We got the chance to chat to Slipknot legend and Scar The Martyr mainman Joey Jordison recently, so we thought we’d ask him for his thoughts on some of metal’s big-hitters that have been grabbing headlines this year. Here’s what he had to say…

On Avenged Sevenfold…

“Honestly I don’t own any Avenged Sevenfold records and I’ve not heard the new record. I’ve read about comparisons to Metallica on the new record, and I guess there’s a certain controversy around that, but I’ve not paid that much attention to it. Nothing against them, I’m not knocking them, but I was just never a fan: not that they’re bad, they’re just one of those bands that kinda bypassed me.”

Scar The Martyr

Joey (far right) with new band Scar The Martyr, who release their debut on Monday

On Metallica…

“That’s the fucking band. Without Metallica I wouldn’t be doing what I am doing. I have every Metallica record of course, and I would spend hours on drums in my parents’ basement, with the stereo behind me, cranking those records and learning Lars’ drum beats, beat by beat. And nowadays, for me, Metallica can do whatever the fuck they want. I’m not sure that Lulu is something I’d be getting into, but Metallica have a free pass from me to do anything, I can’t really knock anything they do. I mean Zeppelin and The Who passed the torch to Metallica, they’re that band for our generation. Everything they do now is going to be met with a little bit of a backlash just because they’re so big, but without Metallica there would be no heavy bands, hardly. People have a hard time saying that, and obviously there’s a ton of other great bands, but there’s a reason that they’re huge and have been able to expand their audience to millions and millions and millions of people. I have nothing but praise for them.”

On Black Sabbath…

“Proper Sabbath is Sabbath with Bill Ward. I’m sorry, it just is. Bill Ward is one of the most underrated drummers ever, the dude is fucking unreal, such a great, great player. And I just can’t bring myself to see Sabbath without Bill Ward because he was such an integral part of that band. He’s like John Bonham or Keith Moon, one of those drummers who made the drum parts of those classic songs just as special as the guitar riffs or the vocals. I respect those guys doing what they’re doing, but sorry, count me out.”

Big words indeed. 

Scar The Martyr‘s debut album lands this Monday (September 30) via Roadrunner.

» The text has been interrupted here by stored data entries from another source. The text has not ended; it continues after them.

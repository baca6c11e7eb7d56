//! Lobby protocol message parsing and serialization
//!
//! Wire format, one message per line:
//!   [`:`source SPACE] verb [SPACE param]* [SPACE `:`trailing]
//!
//! Any run of whitespace separates fields, so tab-separated sentences split
//! like spaces. Only a trailing param keeps its whitespace.
//!
//! Lines are terminated by `\n` (servers commonly send `\r\n`); parsing
//! operates on the content without the terminator.

use std::fmt;

use lobbyist_core::User;

/// A parsed lobby message
#[derive(Debug, Clone, PartialEq, Eq)]
pub struct Message {
    /// Optional source (`nick!user@host` or a server name)
    pub source: Option<String>,
    /// The verb as received (e.g. `SAID`, `ACCEPTED`, `005`)
    pub verb: String,
    /// Parameters; the last may have been a trailing param with spaces
    pub params: Vec<String>,
}

/// A line that cannot be parsed into a message
#[derive(Debug, Clone, PartialEq, Eq, thiserror::Error)]
pub enum ParseError {
    #[error("malformed message: empty line")]
    Empty,
    #[error("malformed message: source present but verb missing")]
    MissingVerb,
}

impl Message {
    /// Build a message to send
    pub fn new(verb: impl Into<String>, params: Vec<String>) -> Self {
        Self {
            source: None,
            verb: verb.into(),
            params,
        }
    }

    /// Parse a single line (trailing `\r\n` and whitespace are ignored)
    pub fn parse(input: &str) -> Result<Self, ParseError> {
        let input = input.trim_end();

        if input.is_empty() {
            return Err(ParseError::Empty);
        }

        let (source, rest) = match input.strip_prefix(':') {
            Some(stripped) => match stripped.split_once(char::is_whitespace) {
                Some((source, rest)) => (Some(source.to_owned()), rest),
                None => return Err(ParseError::MissingVerb),
            },
            None => (None, input),
        };

        let rest = rest.trim_start();
        let (verb, mut remaining) = rest.split_once(char::is_whitespace).unwrap_or((rest, ""));

        if verb.is_empty() {
            return Err(ParseError::MissingVerb);
        }

        let mut params = Vec::new();
        loop {
            remaining = remaining.trim_start();
            if remaining.is_empty() {
                break;
            }
            if let Some(trailing) = remaining.strip_prefix(':') {
                params.push(trailing.to_owned());
                break;
            }
            match remaining.split_once(char::is_whitespace) {
                Some((param, tail)) => {
                    params.push(param.to_owned());
                    remaining = tail;
                }
                None => {
                    params.push(remaining.to_owned());
                    break;
                }
            }
        }

        Ok(Message {
            source,
            verb: verb.to_owned(),
            params,
        })
    }

    /// Serialize to the wire format (without the line terminator)
    ///
    /// The last parameter is written in trailing form only when it needs it
    /// (empty, contains whitespace, or starts with `:`).
    pub fn to_wire(&self) -> String {
        let mut out = String::new();

        if let Some(ref source) = self.source {
            out.push(':');
            out.push_str(source);
            out.push(' ');
        }

        out.push_str(&self.verb);

        if let Some((last, middle)) = self.params.split_last() {
            for param in middle {
                out.push(' ');
                out.push_str(param);
            }
            out.push(' ');
            if last.is_empty() || last.contains(char::is_whitespace) || last.starts_with(':') {
                out.push(':');
            }
            out.push_str(last);
        }

        out
    }

    /// Case-insensitive verb comparison
    pub fn is_verb(&self, verb: &str) -> bool {
        self.verb.eq_ignore_ascii_case(verb)
    }

    /// Name of the per-verb event this message is dispatched under
    pub fn event_name(&self) -> String {
        format!("spring-{}", self.verb.to_ascii_lowercase())
    }

    /// Parameter by index
    pub fn param(&self, index: usize) -> Option<&str> {
        self.params.get(index).map(String::as_str)
    }

    /// Parameters from `start` on, joined by single spaces
    pub fn joined_from(&self, start: usize) -> String {
        self.params.get(start..).unwrap_or_default().join(" ")
    }

    /// Source parsed into a user identity
    pub fn user(&self) -> Option<User> {
        self.source.as_deref().map(User::parse)
    }
}

impl fmt::Display for Message {
    fn fmt(&self, f: &mut fmt::Formatter<'_>) -> fmt::Result {
        write!(f, "{}", self.to_wire())
    }
}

Scar The Martyr play the following dates this winter with Alice In Chains and Ghost:

 

11/09 London, UK – London Alexandra Palace
11/10 Leeds, UK – Leeds O2 Academy
11/11 Manchester, UK – Manchester Academy
11/13 Birmingham, UK – Birmingham O2 Academy
11/14 Glasgow, UK – Glasgow O2 Academy
11/15 Newport, UK – Newport Centre

Tickets are on sale now from www.kililive.comwww.seetickets.com and 0844 871 8803.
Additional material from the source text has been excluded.